Why is Potentially Lethal Contraceptive NuvaRing on the Market?
It’s always a good thing when a bad product gets called out by mainstream media. Unless you have been fitted with a NuvaRing birth control device, made by Merck, or know one of the thousands of litigants who have suffered serious or fatal blood clots, you may be blissfully ignorant of its dangers.
Vanity Fair’s writer-at-large Marie Brenner peels back the veil of ignorance on this dangerous birth-control device in its December 9, 2013 edition with the headline “Why is Potentially Lethal Contraceptive NuvaRing Still on the Market?” That’s a good question that many who handle mass tort claims have been asking for years.
The answer may be in the first paragraph. NuvaRing brought drugmaker Merck (maker of Vioxx) $623 million in profit in 2012.
Brenner profiles 24-year-old Erika Langhart who was found writhing on the floor gasping for air just before Thanksgiving in 2011. Hospitalized, she died a few days later of a pulmonary embolism. What was the one question the emergency room doctor had for her mother? “Was your daughter using birth control?” Erika had a NuvaRing implanted four years earlier. Her cause of death was listed as “Massive, Double Pulmonary Embolism – a direct result of the NuvaRing.”
Another young woman collapsed 10 days after she started using NuvaRing. A CT scan showed she had developed dozens of blood clots in her lungs. Doctors credited her activities in an army elite team of athletes as the only reason she survived. She was told her career as an athlete was over.
The Food and Drug Administration (FDA) approved NuvaRing in 2002 as an alternative to birth control pills. The fitted ring is not unlike alternate hormone-releasing birth control methods which also include implants and skin patches. NuvaRing contains ethinyl estradiol (a synthetic version of estrogen) and etonogestrel (a synthetic progesterone) that’s released for three weeks. Compared to oral contraceptives containing levonorgestrel, the British Medical Journal (BMJ) reported the risk for a venous thromboembolism (VTE) was 1.9 times higher with the ring. An FDA study came to a similar conclusion that the risk for VTE was 1.56 times higher for NuvaRing users.
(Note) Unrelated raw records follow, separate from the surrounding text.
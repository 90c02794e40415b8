//! Deterministic slot generation
//!
//! The week grid is a pure function of `(doctor_id, week_start, grid config)`.
//! Per-slot inclusion and duration class come from a SHA-256 digest of the
//! doctor id and start instant, so regenerating the same week is always
//! bit-identical — the offline path can rebuild slot data without ever having
//! transmitted it.

use crate::models::{AppointmentSlot, SlotLength, VisitModality};
use chrono::{DateTime, Datelike, Duration, NaiveDate, Utc};
use sha2::{Digest, Sha256};
use uuid::Uuid;

/// Operating parameters for a doctor's bookable week.
#[derive(Debug, Clone)]
pub struct SlotGridConfig {
    /// Number of days from the week anchor (5 = Monday through Friday).
    pub days: u32,
    pub open_hour: u32,
    pub close_hour: u32,
    /// Minutes between consecutive slot starts.
    pub cadence_minutes: u32,
}

impl Default for SlotGridConfig {
    fn default() -> Self {
        Self {
            days: 5,
            open_hour: 9,
            close_hour: 17,
            cadence_minutes: 30,
        }
    }
}

/// Monday of the ISO week containing `date`; the anchor for cache envelopes
/// and slot generation.
pub fn week_start_for(date: NaiveDate) -> NaiveDate {
    date - Duration::days(i64::from(date.weekday().num_days_from_monday()))
}

/// Generate the bookable slots for one doctor and one week.
pub fn generate_week_slots(
    doctor_id: Uuid,
    week_start: NaiveDate,
    config: &SlotGridConfig,
) -> Vec<AppointmentSlot> {
    let mut slots = Vec::new();
    let cadence = config.cadence_minutes.max(1);

    for day in 0..config.days {
        let date = week_start + Duration::days(i64::from(day));
        let mut minute = config.open_hour * 60;
        let close = config.close_hour * 60;

        while minute < close {
            let Some(naive) = date.and_hms_opt(minute / 60, minute % 60, 0) else {
                minute += cadence;
                continue;
            };
            let start = DateTime::<Utc>::from_naive_utc_and_offset(naive, Utc);
            let digest = slot_digest(doctor_id, start);

            // Roughly 60% of grid positions are offered; the rest model the
            // doctor's existing commitments.
            if digest[0] < 154 {
                let length = if digest[1] % 2 == 0 {
                    SlotLength::Min30
                } else {
                    SlotLength::Min15
                };
                slots.push(AppointmentSlot {
                    id: AppointmentSlot::derive_id(doctor_id, start),
                    doctor_id,
                    start,
                    length,
                    modality: VisitModality::InPerson,
                });
            }

            minute += cadence;
        }
    }

    slots
}

/// Earliest start among `slots`, if any.
pub fn earliest_start(slots: &[AppointmentSlot]) -> Option<DateTime<Utc>> {
    slots.iter().map(|slot| slot.start).min()
}

fn slot_digest(doctor_id: Uuid, start: DateTime<Utc>) -> [u8; 32] {
    let mut hasher = Sha256::new();
    hasher.update(doctor_id.as_bytes());
    hasher.update(start.timestamp_millis().to_be_bytes());
    hasher.finalize().into()
}
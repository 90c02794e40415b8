//! Doctor/patient reference-data provider
//!
//! In production this would be a directory service; here the collaborator is
//! an interface with an in-memory fixture implementation used by the CLI and
//! tests.

use crate::models::{Doctor, PatientProfile};
use uuid::Uuid;

pub trait ReferenceDirectory: Send + Sync {
    fn doctor(&self, id: Uuid) -> Option<Doctor>;

    fn patient(&self, id: Uuid) -> Option<PatientProfile>;

    fn all_doctors(&self) -> Vec<Doctor>;
}

/// Static in-memory directory.
pub struct FixtureDirectory {
    doctors: Vec<Doctor>,
    patients: Vec<PatientProfile>,
}

impl FixtureDirectory {
    pub fn new(doctors: Vec<Doctor>, patients: Vec<PatientProfile>) -> Self {
        Self { doctors, patients }
    }
}

impl ReferenceDirectory for FixtureDirectory {
    fn doctor(&self, id: Uuid) -> Option<Doctor> {
        self.doctors.iter().find(|d| d.id == id).cloned()
    }

    fn patient(&self, id: Uuid) -> Option<PatientProfile> {
        self.patients.iter().find(|p| p.id == id).cloned()
    }

    fn all_doctors(&self) -> Vec<Doctor> {
        self.doctors.clone()
    }
}
//! Durable single-document JSON store
//!
//! The whole key space is one JSON object on disk, rewritten on every
//! mutation via a temp-file rename so a crashed write never leaves a
//! half-written document behind.

use crate::error::StorageResult;
use crate::KeyValueStore;
use parking_lot::RwLock;
use serde_json::Value;
use std::collections::HashMap;
use std::fs;
use std::path::{Path, PathBuf};

pub struct FileStore {
    path: PathBuf,
    entries: RwLock<HashMap<String, Value>>,
}

impl FileStore {
    /// Open a store at `path`, loading the existing document if present.
    /// A missing or malformed document starts the store empty; malformed
    /// content is logged, never surfaced as an error.
    pub fn open(path: impl AsRef<Path>) -> StorageResult<Self> {
        let path = path.as_ref().to_path_buf();
        let entries = match fs::read_to_string(&path) {
            Ok(raw) => match serde_json::from_str::<HashMap<String, Value>>(&raw) {
                Ok(map) => map,
                Err(err) => {
                    tracing::warn!(
                        path = %path.display(),
                        error = %err,
                        "Stored document is malformed, starting empty"
                    );
                    HashMap::new()
                }
            },
            Err(err) if err.kind() == std::io::ErrorKind::NotFound => HashMap::new(),
            Err(err) => return Err(err.into()),
        };

        tracing::debug!(path = %path.display(), entries = entries.len(), "Opened file store");

        Ok(Self {
            path,
            entries: RwLock::new(entries),
        })
    }

    fn persist(&self, entries: &HashMap<String, Value>) -> StorageResult<()> {
        let encoded = serde_json::to_string_pretty(entries)?;
        let tmp = self.path.with_extension("tmp");
        fs::write(&tmp, encoded)?;
        fs::rename(&tmp, &self.path)?;
        Ok(())
    }
}

impl KeyValueStore for FileStore {
    fn get(&self, key: &str) -> StorageResult<Option<Value>> {
        Ok(self.entries.read().get(key).cloned())
    }

    fn set(&self, key: &str, value: Value) -> StorageResult<()> {
        let mut guard = self.entries.write();
        guard.insert(key.to_string(), value);
        self.persist(&guard)
    }

    fn remove(&self, key: &str) -> StorageResult<()> {
        let mut guard = self.entries.write();
        if guard.remove(key).is_some() {
            self.persist(&guard)?;
        }
        Ok(())
    }

    fn entries(&self) -> StorageResult<Vec<(String, Value)>> {
        Ok(self
            .entries
            .read()
            .iter()
            .map(|(k, v)| (k.clone(), v.clone()))
            .collect())
    }
}
fn run_search(
    engine: &BookingEngine,
    query: &SearchQuery,
    patient: &PatientProfile,
    filters: &SearchFilters,
    online: bool,
    week: NaiveDate,
) -> Result<()> {
    match engine.search().search(query, patient, filters, online, week) {
        SearchOutcome::Fresh {
            visible,
            blocked_by_insurance,
            ..
        } => {
            print_doctors(&visible);
            if !blocked_by_insurance.is_empty() {
                println!(
                    "\n{} doctor(s) hidden because they do not accept public insurance:",
                    blocked_by_insurance.len()
                );
                for doctor in &blocked_by_insurance {
                    println!("  - {} ({})", doctor.name, doctor.specialty);
                }
            }
        }
        SearchOutcome::Cached { visible, .. } => {
            println!("(offline: showing cached results)\n");
            print_doctors(&visible);
        }
        SearchOutcome::Unavailable => {
            println!("Offline and no recent results are cached for this week.");
            println!("Reconnect and search again to refresh availability.");
        }
    }
    Ok(())
}

fn print_doctors(doctors: &[Doctor]) {
    if doctors.is_empty() {
        println!("No doctors match the current search.");
        return;
    }
    for (index, doctor) in doctors.iter().enumerate() {
        println!(
            "{:>2}. {:<22} {:<18} {:>4.1} km  {:.1}★{}",
            index + 1,
            doctor.name,
            doctor.specialty,
            doctor.distance_km,
            doctor.rating,
            if doctor.offers_video { "  video" } else { "" },
        );
    }
}

fn cached_results(engine: &BookingEngine) -> Result<ResultsCachePayload> {
    engine
        .search()
        .cache()
        .read()
        .ok_or_else(|| anyhow!("no recent search results; run `carebook search` first"))
}

fn resolve_doctor(results: &ResultsCachePayload, number: usize) -> Result<Doctor> {
    let id = results
        .visible_doctors
        .get(number.checked_sub(1).ok_or_else(|| anyhow!("doctor numbers start at 1"))?)
        .ok_or_else(|| anyhow!("no doctor {} in the last search", number))?;
    fixtures::directory()
        .doctor(*id)
        .ok_or_else(|| anyhow!("doctor {} is no longer in the directory", number))
}

fn resolve_slot(
    results: &ResultsCachePayload,
    doctor: &Doctor,
    number: usize,
) -> Result<AppointmentSlot> {
    let slots = results
        .slots_by_doctor
        .get(&doctor.id)
        .ok_or_else(|| anyhow!("no slot data cached for {}", doctor.name))?;
    slots
        .get(number.checked_sub(1).ok_or_else(|| anyhow!("slot numbers start at 1"))?)
        .cloned()
        .ok_or_else(|| anyhow!("{} has no slot {} this week", doctor.name, number))
}
//! Offline-tolerant booking core for CareBook
//!
//! Provides:
//! - Search-result caching with a 5-minute validity window
//! - Deterministic slot generation for offline reconstruction
//! - Doctor filtering and ranking with insurance gating
//! - The booking confirmation and reschedule state machine
//! - Injected clock, connectivity and availability collaborators
//!
//! All expected failures are typed results; network absence is an input to
//! the search path, not an error, and storage failures degrade rather than
//! crash (see `storage-kv`).

pub mod cache;
pub mod clock;
pub mod confirm;
pub mod connectivity;
pub mod directory;
pub mod error;
pub mod models;
pub mod results;
pub mod slots;
pub mod store;

pub use cache::{CacheEnvelope, ResultsCache, ResultsCachePayload, RESULTS_CACHE_TTL_MS};
pub use clock::{Clock, ManualClock, SystemClock};
pub use confirm::{AlwaysAvailable, AvailabilityOracle, ConfirmationEngine, RandomContention};
pub use connectivity::ConnectivityMonitor;
pub use directory::{FixtureDirectory, ReferenceDirectory};
pub use error::{BookingError, BookingResult};
pub use models::{
    AppointmentSlot, Booking, BookingStatus, Doctor, InsuranceClass, PatientProfile,
    SearchFilters, SearchQuery, SelectionDraft, SlotLength, SortKey, VisitModality,
    MAX_REASON_LEN,
};
pub use results::{
    city_matches, filter_doctors, sort_doctors, specialty_matches, FilterOutcome, SearchEngine,
    SearchOutcome,
};
pub use slots::{earliest_start, generate_week_slots, week_start_for, SlotGridConfig};
pub use store::{presented_status, BookingStore};

use std::sync::Arc;
use storage_kv::KeyValueStore;

/// Facade wiring the search and confirmation engines to one storage layer,
/// clock, directory and availability oracle.
pub struct BookingEngine {
    search: SearchEngine,
    bookings: Arc<BookingStore>,
    confirmation: ConfirmationEngine,
}

impl BookingEngine {
    pub fn new(
        store: Arc<dyn KeyValueStore>,
        directory: Arc<dyn ReferenceDirectory>,
        clock: Arc<dyn Clock>,
        oracle: Box<dyn AvailabilityOracle>,
    ) -> Self {
        let bookings = Arc::new(BookingStore::new(store.clone(), clock.clone()));
        let search = SearchEngine::new(store.clone(), directory, clock.clone());
        let confirmation =
            ConfirmationEngine::new(bookings.clone(), store, oracle, clock);

        Self {
            search,
            bookings,
            confirmation,
        }
    }

    pub fn search(&self) -> &SearchEngine {
        &self.search
    }

    pub fn bookings(&self) -> &BookingStore {
        &self.bookings
    }

    pub fn confirmation(&self) -> &ConfirmationEngine {
        &self.confirmation
    }
}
The Vanity Fair story reports that NuvaRing received approval despite paperwork submitted to the agency as backup showing the potential risks of developing blood clots. Omission from the 30-page approval summary virtually assures the FDA will not have the manpower to sort through hundreds of pages of backup documentation.
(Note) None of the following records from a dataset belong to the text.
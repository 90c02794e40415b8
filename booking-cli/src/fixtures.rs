//! Static reference data standing in for the doctor/patient directory.

use booking_engine::{Doctor, FixtureDirectory, InsuranceClass, PatientProfile};
use uuid::Uuid;

fn doctor(
    id: u128,
    name: &str,
    specialty: &str,
    city: &str,
    distance_km: f64,
    rating: f32,
    languages: &[&str],
    offers_video: bool,
    accepts_public_insurance: bool,
) -> Doctor {
    Doctor {
        id: Uuid::from_u128(id),
        name: name.to_string(),
        specialty: specialty.to_string(),
        city: city.to_string(),
        distance_km,
        rating,
        languages: languages.iter().map(|l| l.to_string()).collect(),
        offers_video,
        accepts_public_insurance,
    }
}

pub fn directory() -> FixtureDirectory {
    let doctors = vec![
        doctor(0x01, "Dr. Lena Petersen", "Cardiology", "Berlin", 1.2, 4.8, &["de", "en"], true, true),
        doctor(0x02, "Dr. Samuel Okafor", "Cardiology", "Berlin", 4.5, 4.6, &["en"], false, false),
        doctor(0x03, "Dr. Ida Lindqvist", "Dermatology", "Berlin", 2.8, 4.3, &["en", "sv"], true, true),
        doctor(0x04, "Dr. Mats Berger", "General Medicine", "Potsdam", 0.9, 4.1, &["de", "en"], false, true),
        doctor(0x05, "Dr. Aylin Kaya", "Gynecology", "Berlin", 6.3, 4.9, &["de", "tr"], true, true),
        doctor(0x06, "Dr. Jonas Weiss", "Orthopedics", "Potsdam", 8.7, 3.9, &["de"], false, true),
        doctor(0x07, "Dr. Sofia Marques", "Psychiatry", "Berlin", 3.4, 4.7, &["en", "pt"], true, false),
    ];

    let patients = vec![
        PatientProfile {
            id: Uuid::from_u128(0x101),
            display_name: "Alex Example".to_string(),
            insurance: InsuranceClass::Public,
        },
        PatientProfile {
            id: Uuid::from_u128(0x102),
            display_name: "Pat Private".to_string(),
            insurance: InsuranceClass::Private,
        },
    ];

    FixtureDirectory::new(doctors, patients)
}

pub fn public_patient() -> PatientProfile {
    PatientProfile {
        id: Uuid::from_u128(0x101),
        display_name: "Alex Example".to_string(),
        insurance: InsuranceClass::Public,
    }
}

pub fn private_patient() -> PatientProfile {
    PatientProfile {
        id: Uuid::from_u128(0x102),
        display_name: "Pat Private".to_string(),
        insurance: InsuranceClass::Private,
    }
}
//! Injected time source
//!
//! Engines never call `Utc::now()` directly; they take a [`Clock`] so tests
//! and simulations advance virtual time deterministically.

use chrono::{DateTime, Duration, Utc};
use parking_lot::Mutex;

pub trait Clock: Send + Sync {
    fn now(&self) -> DateTime<Utc>;
}

/// Wall-clock time.
pub struct SystemClock;

impl Clock for SystemClock {
    fn now(&self) -> DateTime<Utc> {
        Utc::now()
    }
}

/// Caller-advanced time for tests and scripted demos.
pub struct ManualClock {
    now: Mutex<DateTime<Utc>>,
}

impl ManualClock {
    pub fn new(start: DateTime<Utc>) -> Self {
        Self {
            now: Mutex::new(start),
        }
    }

    pub fn set(&self, to: DateTime<Utc>) {
        *self.now.lock() = to;
    }

    pub fn advance(&self, by: Duration) {
        let mut guard = self.now.lock();
        *guard += by;
    }
}

impl Clock for ManualClock {
    fn now(&self) -> DateTime<Utc> {
        *self.now.lock()
    }
}

#[cfg(test)]
mod tests {
    use super::*;

    #[test]
    fn manual_clock_advances_only_when_told() {
        let start = DateTime::from_timestamp(1_700_000_000, 0).unwrap();
        let clock = ManualClock::new(start);
        assert_eq!(clock.now(), start);

        clock.advance(Duration::minutes(5));
        assert_eq!(clock.now(), start + Duration::minutes(5));
    }
}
Canada may not be as lax in its regulatory environment. In Canada, the NuvaRing label includes a warning based on a study of more than a million women that showed NuvaRing recipients were six times more likely to develop blood clots when compared to other contraceptives.
Adverse Events, a company that tracks the FDA database for drug injuries, reports there have been 161 patient deaths associated with NuvaRing and 1,834 hospitalizations.
The company says compared to other contraceptives, NuvaRing has the fourth highest RXScore, an evaluation by Adverse Events that indicates its risk level. Only Prempro, Depo-Provera and Yasmin have slightly higher scores. RxScore is a proprietary algorithmic scoring based on safety data from over five million complication reports to the FDA.
Clearly from the response to this Vanity Fair article, the public does not know what is buried inside the FDA’s website. Thank you, many readers say in the comments including the mother of a young woman who died suddenly seven years ago of double pulmonary embolism despite the fact she had just had a complete physical and was with Military Sealift Command. Another woman asks how Vanity Fair can keep the actual article behind a pay wall when it is “too important to too large an audience.”
That sounds like a very good question.